To Ed Dukas's micro-cosmic nostrils, the smell of burned flesh remained unchanged. Nor was his capacity for horror any different. It came after that small, numb pause of doubt of what he had just seen. He heard the lesser Prell and the lesser Barbara shout from beside him. They had not been torn loose from the joining strand—luckily.
At first he thought that the attack had come from someone other than those who had trailed him. But then the drill point moved forward. From behind it stepped several men, wearing the trim vacuum armor of Interworld Security—usually honorable in the past but now sometimes made shaky and corrupt by the doubts within its own ranks and among the people about what, within the realm of human effort, was good or bad.
The group had a leader. Ed and his companions drifted idly in the air, near the man's shoulders, but his helmeted head still loomed in the sky of their present world. Old personality hints were hard to translate from such magnitudes; but the cocky briskness and triumph showed. There were rumblings and quakings of speech. Ed began to recognize repeated patterns in the rattle of it. Centuries ago, the deaf had had a way to "hear"—by sense of touch. And by feeling the heavy vibration, Ed knew that he was "hearing" syllables too heavy for his present auditory organs to detect as such: "... Prell's lab ... Dukas led us...."
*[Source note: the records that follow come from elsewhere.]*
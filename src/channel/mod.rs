//! Ordered, partitioned, at-least-once transport between producer and
//! dispatcher.
//!
//! Records are appended per partition with a monotonically increasing offset.
//! A consumer sees the first record at or after its committed position and
//! must [`Channel::commit`] it before the next one becomes visible, so anything
//! not committed (for example because the worker died mid-delivery) is
//! redelivered.

mod memory;
mod partition;
mod sqlite;

use thiserror::Error;

use crate::{BoxFuture, types::WebhookEvent};

pub use memory::MemoryChannel;
pub use partition::{murmur2, partition_for};
pub use sqlite::SqliteChannel;

pub const DEFAULT_TOPIC: &str = "webhook.deliveries";
pub const DEFAULT_CONSUMER_GROUP: &str = "webhook-dispatcher-group";
pub const DEFAULT_PARTITIONS: u32 = 3;

#[derive(Debug, Clone, Copy, PartialEq, Eq)]
pub struct PublishReceipt {
    pub partition: u32,
    pub offset: u64,
}

#[derive(Debug, Clone, PartialEq)]
pub struct ChannelRecord {
    pub partition: u32,
    pub offset: u64,
    pub event: WebhookEvent,
}

#[derive(Debug, Error)]
pub enum ChannelError {
    #[error("channel unavailable: {0}")]
    Unavailable(String),

    #[error("unknown partition {partition} (channel has {partitions})")]
    UnknownPartition { partition: u32, partitions: u32 },

    /// A stored record that can no longer be decoded. The consumer skips it.
    #[error("corrupt record at {partition}/{offset}: {message}")]
    Corrupt {
        partition: u32,
        offset: u64,
        message: String,
    },
}

impl From<sqlx::Error> for ChannelError {
    fn from(err: sqlx::Error) -> Self {
        Self::Unavailable(err.to_string())
    }
}

pub trait Channel: Send + Sync + 'static {
    fn topic(&self) -> &str;

    fn partitions(&self) -> u32;

    /// Appends `event` to the partition owned by `key`.
    fn publish<'a>(
        &'a self,
        key: &'a str,
        event: &'a WebhookEvent,
    ) -> BoxFuture<'a, Result<PublishReceipt, ChannelError>>;

    /// Returns the first uncommitted record of `partition`, if any. Does not
    /// advance the position.
    fn poll(&self, partition: u32) -> BoxFuture<'_, Result<Option<ChannelRecord>, ChannelError>>;

    /// Marks every record up to and including `offset` as consumed. Never
    /// moves the position backwards.
    fn commit(&self, partition: u32, offset: u64) -> BoxFuture<'_, Result<(), ChannelError>>;
}

fn check_partition(partition: u32, partitions: u32) -> Result<(), ChannelError> {
    if partition < partitions {
        Ok(())
    } else {
        Err(ChannelError::UnknownPartition {
            partition,
            partitions,
        })
    }
}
Ed could still understand only scattered scraps; but the skill was coming—now, with his body, he felt the stinging discord which must have been a harsh laugh.
Now a gust of wind from a vast swinging arm lifted the strand of floss and the three who were tied to it upward. Beyond the view window of the helmet, Ed saw the tremendous face—rolling plains and hills, pitted with pores and hair follicles, and scaled with skin, beneath which the individual living cells were easily visible, the latter mysteriously haloed around the edges with a faint luminosity. The mouth was a long, rilled valley, crescented into a hard grin. The nose was a crag. The eyes were concave lakes set in rough country and islanded with iris and pupil.
"You know him, don't you, Eddie?" Barbara said.
Size did not hide the bullish quality or the gimlet stare. Rather, it emphasized an ugliness of character.
"Of course," Ed answered. "Carter Loman, who was with Chief Bronson and who spoke to us before we left. An unidentified official with whom we made the deal to come here. Nice guy. Feels that he can be the whole of the law out here in the remote Martian desert."
Again Loman addressed his henchmen. Ed was getting better at understanding the vibrating words: "We'll clear everything out for shipment back home. I've got to study this equipment! But before we even open a door we'll sterilize everything with a four per cent neutron stream. That'll kill even that damned vitaplasm! Fascinating, devilish stuff! Too bad, in a way, to erase it here—because I think I know what's still around, and I'd like to see. But we can't take the risk. A snake I might give a chance, but not a robot or robot-lover!"
Loman paused, then spoke again, turning his head this way and that, directing his words toward the invisible: "Prell, you're dead, but are you still somehow here? What can't happen in the crazy age you helped create? On Earth we psyched your nephew. Don't think I didn't guess what you were doing. Now we've taken your carcass into the other room to psych your dead brain. In a few minutes we'll know. There'll be ways to stop your kind of folly!"